Segment Start: SUPPLIED DATA
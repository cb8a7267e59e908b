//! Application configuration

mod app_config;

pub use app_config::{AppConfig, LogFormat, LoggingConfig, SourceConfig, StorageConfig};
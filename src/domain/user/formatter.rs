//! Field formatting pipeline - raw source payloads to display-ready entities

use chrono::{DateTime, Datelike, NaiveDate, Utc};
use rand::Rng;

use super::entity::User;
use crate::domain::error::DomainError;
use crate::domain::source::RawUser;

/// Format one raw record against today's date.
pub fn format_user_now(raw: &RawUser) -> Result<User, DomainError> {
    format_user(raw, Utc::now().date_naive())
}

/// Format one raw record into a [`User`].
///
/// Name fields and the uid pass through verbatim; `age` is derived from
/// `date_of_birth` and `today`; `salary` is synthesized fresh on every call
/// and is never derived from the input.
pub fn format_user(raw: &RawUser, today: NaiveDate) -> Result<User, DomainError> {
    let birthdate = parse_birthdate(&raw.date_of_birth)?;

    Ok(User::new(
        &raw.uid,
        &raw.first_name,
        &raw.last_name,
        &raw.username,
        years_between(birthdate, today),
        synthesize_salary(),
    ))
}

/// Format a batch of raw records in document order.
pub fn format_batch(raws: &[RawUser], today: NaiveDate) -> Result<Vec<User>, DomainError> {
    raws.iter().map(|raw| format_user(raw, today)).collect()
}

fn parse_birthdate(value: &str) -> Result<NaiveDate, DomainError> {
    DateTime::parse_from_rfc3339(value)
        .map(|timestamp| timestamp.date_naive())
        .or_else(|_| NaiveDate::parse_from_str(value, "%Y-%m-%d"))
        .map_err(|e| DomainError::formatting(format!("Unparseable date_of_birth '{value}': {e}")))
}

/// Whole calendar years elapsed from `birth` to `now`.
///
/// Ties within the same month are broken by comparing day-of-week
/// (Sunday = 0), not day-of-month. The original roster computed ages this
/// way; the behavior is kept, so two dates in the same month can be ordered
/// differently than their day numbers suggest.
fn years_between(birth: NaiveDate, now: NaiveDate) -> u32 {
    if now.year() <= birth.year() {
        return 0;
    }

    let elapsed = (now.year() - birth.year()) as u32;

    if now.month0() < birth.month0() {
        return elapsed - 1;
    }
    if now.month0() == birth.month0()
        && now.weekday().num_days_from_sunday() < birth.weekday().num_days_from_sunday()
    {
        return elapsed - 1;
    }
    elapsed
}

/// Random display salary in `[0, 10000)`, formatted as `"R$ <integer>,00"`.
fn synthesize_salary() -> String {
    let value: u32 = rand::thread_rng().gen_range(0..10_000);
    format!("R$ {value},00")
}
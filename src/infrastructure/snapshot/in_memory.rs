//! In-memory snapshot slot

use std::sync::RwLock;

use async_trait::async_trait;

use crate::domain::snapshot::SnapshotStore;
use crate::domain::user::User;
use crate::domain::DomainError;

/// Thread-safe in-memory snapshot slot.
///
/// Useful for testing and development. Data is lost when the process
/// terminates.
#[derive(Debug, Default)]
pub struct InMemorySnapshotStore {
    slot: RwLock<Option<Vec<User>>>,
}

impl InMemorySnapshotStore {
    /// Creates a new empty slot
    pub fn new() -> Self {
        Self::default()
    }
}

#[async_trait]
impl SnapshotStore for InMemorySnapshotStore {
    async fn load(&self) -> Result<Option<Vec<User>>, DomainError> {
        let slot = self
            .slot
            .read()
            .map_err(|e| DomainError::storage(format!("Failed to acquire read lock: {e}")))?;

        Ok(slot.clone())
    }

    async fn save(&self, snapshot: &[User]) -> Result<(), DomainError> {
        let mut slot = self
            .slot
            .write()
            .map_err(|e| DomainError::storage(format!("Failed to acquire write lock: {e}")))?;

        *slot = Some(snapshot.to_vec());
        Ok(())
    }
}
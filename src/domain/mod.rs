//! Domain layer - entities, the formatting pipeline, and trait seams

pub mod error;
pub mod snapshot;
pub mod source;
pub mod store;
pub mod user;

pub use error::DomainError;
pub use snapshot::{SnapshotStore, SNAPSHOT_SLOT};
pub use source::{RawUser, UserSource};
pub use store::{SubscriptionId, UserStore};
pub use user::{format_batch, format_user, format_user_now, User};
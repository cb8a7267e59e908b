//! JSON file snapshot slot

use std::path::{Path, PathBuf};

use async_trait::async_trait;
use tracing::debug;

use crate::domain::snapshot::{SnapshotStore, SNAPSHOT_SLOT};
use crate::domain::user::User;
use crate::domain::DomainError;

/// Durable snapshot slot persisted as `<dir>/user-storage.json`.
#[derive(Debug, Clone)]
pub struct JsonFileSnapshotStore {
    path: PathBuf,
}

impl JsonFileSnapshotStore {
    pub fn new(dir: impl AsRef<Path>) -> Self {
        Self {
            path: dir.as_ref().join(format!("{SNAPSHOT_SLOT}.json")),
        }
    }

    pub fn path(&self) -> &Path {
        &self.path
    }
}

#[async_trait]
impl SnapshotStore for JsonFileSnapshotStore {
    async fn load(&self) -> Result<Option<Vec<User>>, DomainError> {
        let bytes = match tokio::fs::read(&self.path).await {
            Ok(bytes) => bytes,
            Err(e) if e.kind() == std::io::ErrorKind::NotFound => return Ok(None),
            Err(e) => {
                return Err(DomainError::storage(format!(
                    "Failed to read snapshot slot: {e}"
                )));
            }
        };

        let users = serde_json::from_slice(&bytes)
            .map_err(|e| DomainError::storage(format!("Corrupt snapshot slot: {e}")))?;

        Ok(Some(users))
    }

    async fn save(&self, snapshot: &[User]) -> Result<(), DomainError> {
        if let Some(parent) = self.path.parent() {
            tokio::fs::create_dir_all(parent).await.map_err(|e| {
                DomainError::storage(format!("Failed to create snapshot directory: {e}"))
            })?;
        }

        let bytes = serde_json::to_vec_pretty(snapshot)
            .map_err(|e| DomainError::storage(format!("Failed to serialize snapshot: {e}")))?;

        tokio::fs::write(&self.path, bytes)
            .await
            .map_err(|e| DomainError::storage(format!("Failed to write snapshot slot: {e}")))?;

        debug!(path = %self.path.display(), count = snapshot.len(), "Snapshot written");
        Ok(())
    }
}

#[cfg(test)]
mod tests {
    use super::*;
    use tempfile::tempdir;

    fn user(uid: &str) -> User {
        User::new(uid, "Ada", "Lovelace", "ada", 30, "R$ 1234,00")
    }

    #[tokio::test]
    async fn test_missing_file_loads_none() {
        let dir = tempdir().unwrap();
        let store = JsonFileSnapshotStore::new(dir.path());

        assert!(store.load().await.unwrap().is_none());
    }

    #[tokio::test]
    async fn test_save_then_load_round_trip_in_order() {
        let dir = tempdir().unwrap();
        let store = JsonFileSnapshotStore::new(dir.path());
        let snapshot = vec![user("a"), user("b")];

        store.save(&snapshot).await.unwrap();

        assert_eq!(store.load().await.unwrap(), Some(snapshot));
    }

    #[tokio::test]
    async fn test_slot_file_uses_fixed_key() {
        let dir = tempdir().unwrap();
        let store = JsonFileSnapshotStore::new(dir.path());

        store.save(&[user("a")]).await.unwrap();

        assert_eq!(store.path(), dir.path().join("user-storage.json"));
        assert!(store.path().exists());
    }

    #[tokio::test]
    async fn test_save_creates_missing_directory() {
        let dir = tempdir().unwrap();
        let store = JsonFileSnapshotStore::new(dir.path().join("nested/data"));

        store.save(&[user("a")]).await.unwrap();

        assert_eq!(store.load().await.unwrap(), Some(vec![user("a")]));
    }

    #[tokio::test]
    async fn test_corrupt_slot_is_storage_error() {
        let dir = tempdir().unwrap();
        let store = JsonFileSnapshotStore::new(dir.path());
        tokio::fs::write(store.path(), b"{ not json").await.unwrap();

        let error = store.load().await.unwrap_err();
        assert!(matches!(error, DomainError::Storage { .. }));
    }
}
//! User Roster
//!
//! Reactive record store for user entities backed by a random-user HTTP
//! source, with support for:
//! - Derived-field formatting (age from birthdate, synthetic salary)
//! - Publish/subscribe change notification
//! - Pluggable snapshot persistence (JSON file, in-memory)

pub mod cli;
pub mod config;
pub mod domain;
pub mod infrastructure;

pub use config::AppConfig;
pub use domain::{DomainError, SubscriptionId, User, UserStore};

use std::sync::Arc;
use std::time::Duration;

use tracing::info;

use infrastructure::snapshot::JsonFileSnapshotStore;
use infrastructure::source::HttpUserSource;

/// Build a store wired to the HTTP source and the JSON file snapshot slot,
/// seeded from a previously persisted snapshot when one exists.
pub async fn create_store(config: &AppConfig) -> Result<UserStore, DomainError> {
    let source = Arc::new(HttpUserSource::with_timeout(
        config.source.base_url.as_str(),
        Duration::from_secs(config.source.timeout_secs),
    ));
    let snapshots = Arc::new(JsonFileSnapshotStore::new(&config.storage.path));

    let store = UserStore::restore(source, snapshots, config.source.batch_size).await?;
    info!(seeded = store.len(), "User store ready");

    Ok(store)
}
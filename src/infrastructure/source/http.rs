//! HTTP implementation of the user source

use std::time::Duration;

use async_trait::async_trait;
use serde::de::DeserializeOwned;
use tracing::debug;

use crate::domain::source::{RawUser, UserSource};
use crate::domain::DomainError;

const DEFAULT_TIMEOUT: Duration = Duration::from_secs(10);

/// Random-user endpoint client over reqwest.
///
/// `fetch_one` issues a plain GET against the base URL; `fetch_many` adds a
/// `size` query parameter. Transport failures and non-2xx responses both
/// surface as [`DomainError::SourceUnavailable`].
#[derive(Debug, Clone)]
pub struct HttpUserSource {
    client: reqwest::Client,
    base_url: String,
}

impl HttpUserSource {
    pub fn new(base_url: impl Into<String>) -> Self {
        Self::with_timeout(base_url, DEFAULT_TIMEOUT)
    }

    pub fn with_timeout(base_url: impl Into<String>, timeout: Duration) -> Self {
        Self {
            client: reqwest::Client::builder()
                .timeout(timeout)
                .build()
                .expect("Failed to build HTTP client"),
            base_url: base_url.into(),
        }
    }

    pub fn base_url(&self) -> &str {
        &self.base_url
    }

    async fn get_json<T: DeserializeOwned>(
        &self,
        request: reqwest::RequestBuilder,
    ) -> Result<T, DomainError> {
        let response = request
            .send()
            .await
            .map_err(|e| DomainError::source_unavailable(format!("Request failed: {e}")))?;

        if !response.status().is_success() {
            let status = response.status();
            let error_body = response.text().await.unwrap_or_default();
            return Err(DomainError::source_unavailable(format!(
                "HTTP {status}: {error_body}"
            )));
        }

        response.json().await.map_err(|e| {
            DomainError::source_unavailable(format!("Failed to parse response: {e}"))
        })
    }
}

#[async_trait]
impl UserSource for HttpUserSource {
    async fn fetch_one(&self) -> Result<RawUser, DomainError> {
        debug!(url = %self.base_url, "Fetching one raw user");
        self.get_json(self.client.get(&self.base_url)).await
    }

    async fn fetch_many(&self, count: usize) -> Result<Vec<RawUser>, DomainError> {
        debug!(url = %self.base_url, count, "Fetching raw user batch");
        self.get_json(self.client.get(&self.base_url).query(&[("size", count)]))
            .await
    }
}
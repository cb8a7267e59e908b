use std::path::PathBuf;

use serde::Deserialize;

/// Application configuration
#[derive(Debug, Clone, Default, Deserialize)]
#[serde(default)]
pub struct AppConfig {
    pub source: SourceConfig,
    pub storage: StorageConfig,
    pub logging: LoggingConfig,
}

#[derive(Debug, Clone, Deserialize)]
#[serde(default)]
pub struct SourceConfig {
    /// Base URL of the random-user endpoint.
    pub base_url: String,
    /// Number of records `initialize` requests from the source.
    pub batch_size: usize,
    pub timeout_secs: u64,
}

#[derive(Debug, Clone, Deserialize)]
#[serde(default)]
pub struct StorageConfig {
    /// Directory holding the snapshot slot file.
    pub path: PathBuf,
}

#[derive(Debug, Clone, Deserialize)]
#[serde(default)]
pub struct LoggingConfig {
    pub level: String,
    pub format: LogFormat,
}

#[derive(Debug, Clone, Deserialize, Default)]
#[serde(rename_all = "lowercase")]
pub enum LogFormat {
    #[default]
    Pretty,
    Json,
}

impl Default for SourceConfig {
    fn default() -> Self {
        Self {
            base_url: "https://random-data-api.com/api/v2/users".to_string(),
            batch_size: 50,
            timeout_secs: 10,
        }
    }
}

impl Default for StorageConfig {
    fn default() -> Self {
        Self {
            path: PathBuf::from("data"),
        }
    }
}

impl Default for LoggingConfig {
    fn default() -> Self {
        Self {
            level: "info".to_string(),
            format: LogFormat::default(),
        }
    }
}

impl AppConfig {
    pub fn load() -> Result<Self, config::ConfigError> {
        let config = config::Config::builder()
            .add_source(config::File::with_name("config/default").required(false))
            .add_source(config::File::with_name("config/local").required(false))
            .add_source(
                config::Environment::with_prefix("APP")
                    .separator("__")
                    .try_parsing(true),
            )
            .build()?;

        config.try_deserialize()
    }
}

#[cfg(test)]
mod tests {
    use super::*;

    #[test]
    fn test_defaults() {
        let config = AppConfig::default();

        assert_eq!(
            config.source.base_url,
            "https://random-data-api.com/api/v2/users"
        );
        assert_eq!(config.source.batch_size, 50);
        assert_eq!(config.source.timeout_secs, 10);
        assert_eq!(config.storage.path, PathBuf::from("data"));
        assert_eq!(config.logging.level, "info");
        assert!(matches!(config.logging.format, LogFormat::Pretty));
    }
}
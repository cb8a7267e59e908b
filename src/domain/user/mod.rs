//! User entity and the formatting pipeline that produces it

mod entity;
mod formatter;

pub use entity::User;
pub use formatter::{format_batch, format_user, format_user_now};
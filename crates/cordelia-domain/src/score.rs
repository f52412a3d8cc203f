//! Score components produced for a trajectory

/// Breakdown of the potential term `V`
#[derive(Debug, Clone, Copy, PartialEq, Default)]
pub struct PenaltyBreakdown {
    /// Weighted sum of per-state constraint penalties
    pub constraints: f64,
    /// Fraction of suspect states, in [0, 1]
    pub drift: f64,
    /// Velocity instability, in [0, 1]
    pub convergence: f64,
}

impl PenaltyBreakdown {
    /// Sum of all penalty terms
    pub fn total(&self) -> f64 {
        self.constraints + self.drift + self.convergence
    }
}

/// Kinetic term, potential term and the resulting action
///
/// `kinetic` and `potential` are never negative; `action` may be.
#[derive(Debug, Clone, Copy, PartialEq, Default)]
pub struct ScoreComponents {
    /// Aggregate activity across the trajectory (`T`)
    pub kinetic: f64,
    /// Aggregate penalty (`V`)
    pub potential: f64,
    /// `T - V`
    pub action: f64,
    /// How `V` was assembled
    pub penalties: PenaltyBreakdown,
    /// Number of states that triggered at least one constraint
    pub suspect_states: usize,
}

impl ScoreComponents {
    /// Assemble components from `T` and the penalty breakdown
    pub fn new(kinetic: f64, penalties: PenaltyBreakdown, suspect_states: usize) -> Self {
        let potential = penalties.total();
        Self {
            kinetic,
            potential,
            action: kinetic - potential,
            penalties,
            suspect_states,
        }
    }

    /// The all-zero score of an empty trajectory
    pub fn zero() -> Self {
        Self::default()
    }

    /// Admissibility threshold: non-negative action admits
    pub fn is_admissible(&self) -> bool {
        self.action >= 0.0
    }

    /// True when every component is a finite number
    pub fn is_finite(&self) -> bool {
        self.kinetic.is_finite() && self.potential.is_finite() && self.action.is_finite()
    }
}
Segment End: SUPPLIED DATA
= TASK BRIEF =
Copy out all lines of the material containing the word "value".

= RESULT BELOW =
fn parse_birthdate(value: &str) -> Result<NaiveDate, DomainError> {
    DateTime::parse_from_rfc3339(value)
        .or_else(|_| NaiveDate::parse_from_str(value, "%Y-%m-%d"))
        .map_err(|e| DomainError::formatting(format!("Unparseable date_of_birth '{value}': {e}")))
    let value: u32 = rand::thread_rng().gen_range(0..10_000);
    format!("R$ {value},00")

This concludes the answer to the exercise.